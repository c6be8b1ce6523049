//! Centered advection-diffusion(-reaction) on a periodic grid
//!
//! # Mathematical Background
//!
//! ```text
//! ∂u/∂t + a·∂u/∂x = ν·∂²u/∂x² + σ·u        x ∈ [0, L), periodic
//! ```
//!
//! Second-order centered differences on N points, Δx = L/N:
//!
//! ```text
//! du_j/dt = -(a/2Δx)·(u_{j+1} − u_{j−1}) + (ν/Δx²)·(u_{j+1} − 2u_j + u_{j−1}) + σ·u_j
//! ```
//!
//! Eigenvalues for θ_k = 2πk/N:
//!
//! ```text
//! λ_k = σ − (4ν/Δx²)·sin²(θ_k/2) − i·(a/Δx)·sin θ_k
//! ```
//!
//! | Regime        | Spectrum shape                                 |
//! |---------------|------------------------------------------------|
//! | ν = 0         | imaginary segment [−i·a/Δx, i·a/Δx]            |
//! | a = 0         | real segment [−4ν/Δx², 0]                      |
//! | both          | ellipse through the origin                     |
//! | σ > 0         | whole ellipse shifted into Re λ > 0            |
//!
//! A positive reaction rate σ makes the constant mode physically growing;
//! no method with R bounded by 1 near the origin can then be stable for
//! any finite step beyond the tolerance band.

use nalgebra::DMatrix;
use num_complex::Complex64;
use std::f64::consts::PI;

use crate::error::SpectrumError;
use crate::spectrum::{Spectrum, SpectrumProvider};

/// Periodic centered discretization of u_t + a·u_x = ν·u_xx + σ·u
///
/// # Example
///
/// ```rust
/// use stab_rs::operators::CenteredAdvectionDiffusion;
/// use stab_rs::spectrum::SpectrumProvider;
///
/// // Pure diffusion: real spectrum in [-4ν/Δx², 0]
/// let op = CenteredAdvectionDiffusion::new(0.0, 0.5, 1.0, 10).unwrap();
/// let spectrum = op.spectrum().unwrap();
///
/// assert!((spectrum.min_real_part().unwrap() + 200.0).abs() < 1e-9);
/// ```
#[derive(Debug, Clone, PartialEq)]
pub struct CenteredAdvectionDiffusion {
    /// Advection velocity a
    velocity: f64,

    /// Diffusion coefficient ν ≥ 0
    diffusion: f64,

    /// Linear reaction rate σ
    reaction: f64,

    /// Domain length L
    length: f64,

    /// Number of points N
    points: usize,

    /// Spacing Δx = L/N
    dx: f64,
}

impl CenteredAdvectionDiffusion {
    /// Create the operator without reaction term
    ///
    /// # Errors
    ///
    /// `InvalidOperator` when `points == 0`, when `length` is not positive,
    /// when `diffusion` is negative, or when any parameter is not finite.
    pub fn new(
        velocity: f64,
        diffusion: f64,
        length: f64,
        points: usize,
    ) -> Result<Self, SpectrumError> {
        if points == 0 {
            return Err(SpectrumError::InvalidOperator {
                reason: "grid needs at least one point".to_string(),
            });
        }
        if !length.is_finite() || length <= 0.0 {
            return Err(SpectrumError::InvalidOperator {
                reason: format!("domain length must be positive, got {}", length),
            });
        }
        if !velocity.is_finite() {
            return Err(SpectrumError::InvalidOperator {
                reason: format!("velocity must be finite, got {}", velocity),
            });
        }
        if !diffusion.is_finite() || diffusion < 0.0 {
            return Err(SpectrumError::InvalidOperator {
                reason: format!("diffusion coefficient must be finite and >= 0, got {}", diffusion),
            });
        }

        Ok(Self {
            velocity,
            diffusion,
            reaction: 0.0,
            length,
            points,
            dx: length / points as f64,
        })
    }

    /// Add a linear reaction term σ·u (σ > 0 is a source)
    ///
    /// # Errors
    ///
    /// `InvalidOperator` for a non-finite rate.
    pub fn with_reaction(mut self, rate: f64) -> Result<Self, SpectrumError> {
        if !rate.is_finite() {
            return Err(SpectrumError::InvalidOperator {
                reason: format!("reaction rate must be finite, got {}", rate),
            });
        }
        self.reaction = rate;
        Ok(self)
    }

    /// Advection velocity a
    pub fn velocity(&self) -> f64 {
        self.velocity
    }

    /// Diffusion coefficient ν
    pub fn diffusion(&self) -> f64 {
        self.diffusion
    }

    /// Reaction rate σ
    pub fn reaction(&self) -> f64 {
        self.reaction
    }

    /// Domain length L
    pub fn length(&self) -> f64 {
        self.length
    }

    /// Number of points N
    pub fn points(&self) -> usize {
        self.points
    }

    /// Grid spacing Δx
    pub fn spacing(&self) -> f64 {
        self.dx
    }

    /// Cell Péclet number a·Δx/ν (infinite without diffusion)
    pub fn peclet(&self) -> f64 {
        if self.diffusion == 0.0 {
            f64::INFINITY
        } else {
            self.velocity.abs() * self.dx / self.diffusion
        }
    }

    /// Explicit N×N operator matrix
    pub fn matrix(&self) -> DMatrix<f64> {
        let n = self.points;
        let advection = self.velocity / (2.0 * self.dx);
        let diffusion = self.diffusion / (self.dx * self.dx);
        let mut m = DMatrix::zeros(n, n);

        for j in 0..n {
            let left = (j + n - 1) % n;
            let right = (j + 1) % n;

            m[(j, j)] += self.reaction - 2.0 * diffusion;
            m[(j, right)] += diffusion - advection;
            m[(j, left)] += diffusion + advection;
        }

        m
    }
}

impl SpectrumProvider for CenteredAdvectionDiffusion {
    fn spectrum(&self) -> Result<Spectrum, SpectrumError> {
        let n = self.points as f64;
        let advection = self.velocity / self.dx;
        let diffusion = 4.0 * self.diffusion / (self.dx * self.dx);

        Ok((0..self.points)
            .map(|k| {
                let theta = 2.0 * PI * k as f64 / n;
                let half = (0.5 * theta).sin();
                Complex64::new(self.reaction - diffusion * half * half, -advection * theta.sin())
            })
            .collect())
    }

    fn name(&self) -> &str {
        "Centered advection-diffusion"
    }

    fn dimension(&self) -> Option<usize> {
        Some(self.points)
    }
}

// =================================================================================================
// Tests
// =================================================================================================

#[cfg(test)]
mod tests {
    use super::*;
    use approx::assert_relative_eq;

    #[test]
    fn test_pure_advection_is_imaginary() {
        let op = CenteredAdvectionDiffusion::new(1.0, 0.0, 1.0, 20).unwrap();
        for lambda in op.spectrum().unwrap().iter() {
            assert_relative_eq!(lambda.re, 0.0, epsilon = 1e-12);
            assert!(lambda.im.abs() <= 20.0 + 1e-9);
        }
        assert!(op.peclet().is_infinite());
    }

    #[test]
    fn test_reaction_shifts_spectrum() {
        let base = CenteredAdvectionDiffusion::new(1.0, 0.1, 1.0, 16).unwrap();
        let shifted = base.clone().with_reaction(0.25).unwrap();

        let a = base.spectrum().unwrap();
        let b = shifted.spectrum().unwrap();
        for (x, y) in a.iter().zip(b.iter()) {
            assert_relative_eq!(y.re - x.re, 0.25, epsilon = 1e-12);
            assert_relative_eq!(y.im, x.im, epsilon = 1e-12);
        }
        assert_relative_eq!(b.max_real_part().unwrap(), 0.25, epsilon = 1e-12);
    }

    #[test]
    fn test_matrix_stencil() {
        // a = 2, ν = 1, Δx = 0.25: advection 4, diffusion 16
        let m = CenteredAdvectionDiffusion::new(2.0, 1.0, 1.0, 4).unwrap().matrix();
        assert_relative_eq!(m[(1, 1)], -32.0);
        assert_relative_eq!(m[(1, 2)], 12.0);
        assert_relative_eq!(m[(1, 0)], 20.0);
        // Periodic wrap
        assert_relative_eq!(m[(0, 3)], 20.0);
        assert_relative_eq!(m[(3, 0)], 12.0);
    }

    #[test]
    fn test_eigenvalues_match_matrix_action() {
        let op = CenteredAdvectionDiffusion::new(1.0, 0.05, 1.0, 8)
            .unwrap()
            .with_reaction(-0.3)
            .unwrap();
        let m = op.matrix();
        let spectrum = op.spectrum().unwrap();

        for (k, lambda) in spectrum.iter().enumerate() {
            let theta = 2.0 * PI * k as f64 / 8.0;
            for j in 0..8 {
                let mut action = Complex64::new(0.0, 0.0);
                for i in 0..8 {
                    action += Complex64::from_polar(1.0, theta * i as f64) * m[(j, i)];
                }
                let expected = lambda * Complex64::from_polar(1.0, theta * j as f64);
                assert!((action - expected).norm() < 1e-10);
            }
        }
    }

    #[test]
    fn test_invalid_parameters() {
        assert!(CenteredAdvectionDiffusion::new(1.0, -0.1, 1.0, 10).is_err());
        assert!(CenteredAdvectionDiffusion::new(1.0, 0.1, -1.0, 10).is_err());
        assert!(CenteredAdvectionDiffusion::new(1.0, 0.1, 1.0, 0).is_err());

        let op = CenteredAdvectionDiffusion::new(1.0, 0.1, 1.0, 10).unwrap();
        assert!(op.with_reaction(f64::NAN).is_err());
    }
}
******************************
- Required action
Could you copy out every line in the material above that contains the string "epsilon"?

- Written reply
            assert_relative_eq!(lambda.re, 0.0, epsilon = 1e-12);
            assert_relative_eq!(y.re - x.re, 0.25, epsilon = 1e-12);
            assert_relative_eq!(y.im, x.im, epsilon = 1e-12);
        assert_relative_eq!(b.max_real_part().unwrap(), 0.25, epsilon = 1e-12);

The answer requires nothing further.